Vision Form Field Tips (not Waive or Opt Out)
Member Number
Action: Select A: Add (Enroll)
FSA Form Field Tips
If you check Yes for Health Care Election, enter in Per Pay Amount and Total Annual Amount. Do not change Pays Per Year (this is set by the employer).
If you check Yes for Dependent Care Election, enter in Per Pay Amount and Total Annual Amount. Do not change Pays Per Year (this is set by the employer).
(Please contact employer for annual limits)
Please note: Rate sheets will be available for each benefit type (except FSA). See example below.
- After completing each form, select the "Submit" button. If you want to save changes to form but are not ready to submit, select "Save Draft". If you save draft, you can go back in and complete at a later time.

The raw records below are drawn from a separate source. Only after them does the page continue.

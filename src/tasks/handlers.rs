use axum::{
    extract::State,
    http::StatusCode,
    routing::{get, put},
    Json, Router,
};
use tracing::instrument;
use uuid::Uuid;

use crate::{
    auth::extractors::AuthUser,
    error::AppResult,
    state::AppState,
    tasks::{
        dto::{CreateTaskRequest, MessageResponse, UpdateTaskRequest},
        repo_types::Task,
        services::{self, Access},
    },
    validation::{ValidJson, ValidPath},
};

pub fn task_routes() -> Router<AppState> {
    Router::new()
        .route("/tasks", get(list_tasks).post(create_task))
        .route("/tasks/:id", put(update_task).delete(delete_task))
}

#[instrument(skip(state))]
pub async fn list_tasks(
    State(state): State<AppState>,
    user: AuthUser,
) -> AppResult<Json<Vec<Task>>> {
    Ok(Json(services::list(&state, user.id).await?))
}

#[instrument(skip(state, body))]
pub async fn create_task(
    State(state): State<AppState>,
    user: AuthUser,
    ValidJson(body): ValidJson<CreateTaskRequest>,
) -> AppResult<(StatusCode, Json<Task>)> {
    let task = services::create(&state, user.id, body.title, body.description).await?;
    Ok((StatusCode::CREATED, Json(task)))
}

#[instrument(skip(state, body))]
pub async fn update_task(
    State(state): State<AppState>,
    user: AuthUser,
    ValidPath(id): ValidPath<Uuid>,
    ValidJson(body): ValidJson<UpdateTaskRequest>,
) -> AppResult<Json<Task>> {
    let task = services::update(&state, id, Access::Owner(user.id), body.into()).await?;
    Ok(Json(task))
}

#[instrument(skip(state))]
pub async fn delete_task(
    State(state): State<AppState>,
    user: AuthUser,
    ValidPath(id): ValidPath<Uuid>,
) -> AppResult<Json<MessageResponse>> {
    services::delete(&state, id, Access::Owner(user.id)).await?;
    Ok(Json(MessageResponse {
        message: "Task deleted",
    }))
}
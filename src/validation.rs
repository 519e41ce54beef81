use axum::{async_trait, extract::FromRequest, extract::Request};
use lazy_static::lazy_static;
use regex::Regex;
use serde::de::DeserializeOwned;

use crate::error::{AppError, FieldError};

lazy_static! {
    static ref EMAIL_RE: Regex = Regex::new(r"^[^@\s]+@[^@\s]+\.[^@\s]+$").unwrap();
}

pub fn is_valid_email(email: &str) -> bool {
    EMAIL_RE.is_match(email)
}

/// Request bodies that check themselves after deserializing.
pub trait Validate {
    fn validate(&self) -> Result<(), Vec<FieldError>>;
}

/// Collects field failures for a single `Validate` impl.
#[derive(Debug, Default)]
pub struct Checks {
    errors: Vec<FieldError>,
}

impl Checks {
    pub fn require(&mut self, ok: bool, field: &'static str, message: &str) -> &mut Self {
        if !ok {
            self.errors.push(FieldError::new(field, message));
        }
        self
    }

    pub fn non_blank(&mut self, value: &str, field: &'static str, message: &str) -> &mut Self {
        self.require(!value.trim().is_empty(), field, message)
    }

    /// Like `non_blank`, but an absent value passes.
    pub fn non_blank_if_set(
        &mut self,
        value: Option<&str>,
        field: &'static str,
        message: &str,
    ) -> &mut Self {
        match value {
            Some(v) => self.non_blank(v, field, message),
            None => self,
        }
    }

    pub fn finish(&mut self) -> Result<(), Vec<FieldError>> {
        if self.errors.is_empty() {
            Ok(())
        } else {
            Err(std::mem::take(&mut self.errors))
        }
    }
}

/// `Json<T>` that maps rejections and `Validate` failures onto `AppError`.
pub struct ValidJson<T>(pub T);

#[async_trait]
impl<S, T> FromRequest<S> for ValidJson<T>
where
    S: Send + Sync,
    T: DeserializeOwned + Validate,
{
    type Rejection = AppError;

    async fn from_request(req: Request, state: &S) -> Result<Self, Self::Rejection> {
        let axum::Json(value) = axum::Json::<T>::from_request(req, state).await?;
        value.validate().map_err(AppError::Validation)?;
        Ok(ValidJson(value))
    }
}

/// `Path<T>` whose rejection (e.g. a malformed UUID) uses the error envelope.
#[derive(axum::extract::FromRequestParts)]
#[from_request(via(axum::extract::Path), rejection(AppError))]
pub struct ValidPath<T>(pub T);
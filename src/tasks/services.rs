use tracing::{info, warn};
use uuid::Uuid;

use crate::{
    error::{AppError, AppResult},
    state::AppState,
    tasks::repo_types::{NewTask, Task, TaskChanges},
};

/// Who is asking to mutate a task.
#[derive(Debug, Clone, Copy, PartialEq, Eq)]
pub enum Access {
    /// Must own the task.
    Owner(Uuid),
    /// Role gate already passed; ownership is not checked.
    Admin,
}

pub fn ensure_access(task: &Task, access: Access) -> AppResult<()> {
    match access {
        Access::Admin => Ok(()),
        Access::Owner(requester) if requester == task.user_id => Ok(()),
        Access::Owner(requester) => {
            warn!(task_id = %task.id, owner = %task.user_id, %requester, "ownership check failed");
            Err(AppError::forbidden("Not allowed"))
        }
    }
}

async fn load_checked(state: &AppState, task_id: Uuid, access: Access) -> AppResult<Task> {
    let task = state
        .tasks
        .find_by_id(task_id)
        .await?
        .ok_or_else(|| AppError::not_found("Task not found"))?;
    ensure_access(&task, access)?;
    Ok(task)
}

pub async fn create(
    state: &AppState,
    owner_id: Uuid,
    title: String,
    description: String,
) -> AppResult<Task> {
    let task = state
        .tasks
        .create(NewTask {
            user_id: owner_id,
            title: title.trim().to_string(),
            description: description.trim().to_string(),
        })
        .await?;
    info!(task_id = %task.id, owner = %owner_id, "task created");
    Ok(task)
}

pub async fn list(state: &AppState, owner_id: Uuid) -> AppResult<Vec<Task>> {
    Ok(state.tasks.list_by_owner(owner_id).await?)
}

pub async fn update(
    state: &AppState,
    task_id: Uuid,
    access: Access,
    mut changes: TaskChanges,
) -> AppResult<Task> {
    load_checked(state, task_id, access).await?;

    changes.title = changes.title.map(|t| t.trim().to_string());
    changes.description = changes.description.map(|d| d.trim().to_string());
    if let Access::Owner(_) = access {
        changes.user_id = None;
    }

    let task = state
        .tasks
        .update(task_id, changes)
        .await?
        .ok_or_else(|| AppError::not_found("Task not found"))?;
    info!(task_id = %task.id, ?access, "task updated");
    Ok(task)
}

pub async fn delete(state: &AppState, task_id: Uuid, access: Access) -> AppResult<()> {
    load_checked(state, task_id, access).await?;
    if !state.tasks.delete(task_id).await? {
        return Err(AppError::not_found("Task not found"));
    }
    info!(%task_id, ?access, "task deleted");
    Ok(())
}
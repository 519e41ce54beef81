use serde::{Deserialize, Serialize};

use crate::auth::repo_types::PublicUser;
use crate::error::FieldError;
use crate::validation::{is_valid_email, Checks, Validate};

pub const MIN_PASSWORD_LEN: usize = 6;

/// Request body for user registration.
#[derive(Debug, Deserialize)]
pub struct RegisterRequest {
    pub name: String,
    pub email: String,
    pub password: String,
}

impl Validate for RegisterRequest {
    fn validate(&self) -> Result<(), Vec<FieldError>> {
        Checks::default()
            .non_blank(&self.name, "name", "Name is required")
            .require(is_valid_email(self.email.trim()), "email", "Invalid email")
            .require(
                self.password.chars().count() >= MIN_PASSWORD_LEN,
                "password",
                &format!("Password must be at least {MIN_PASSWORD_LEN} characters"),
            )
            .finish()
    }
}

/// Request body for login.
#[derive(Debug, Deserialize)]
pub struct LoginRequest {
    pub email: String,
    pub password: String,
}

impl Validate for LoginRequest {
    fn validate(&self) -> Result<(), Vec<FieldError>> {
        Checks::default()
            .require(is_valid_email(self.email.trim()), "email", "Invalid email")
            .require(!self.password.is_empty(), "password", "Password is required")
            .finish()
    }
}

/// Response returned after login or register.
#[derive(Debug, Serialize)]
pub struct AuthResponse {
    pub user: PublicUser,
    pub token: String,
}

- After Submitting form, the next page will be a review of the form. Scroll to the bottom of the form for the signature section. Signatures are required on all forms. Please use your mouse or touch screen (if applicable). Sign form and select "Save Signature".
- The form is now complete. You will see a green check mark next to each form as you complete them.
- Once everything is completed, all forms will show with a green check mark, and the forms will go through an Audit process in the Benefits department. The Benefits department will contact you if anything is missing or when it is verified.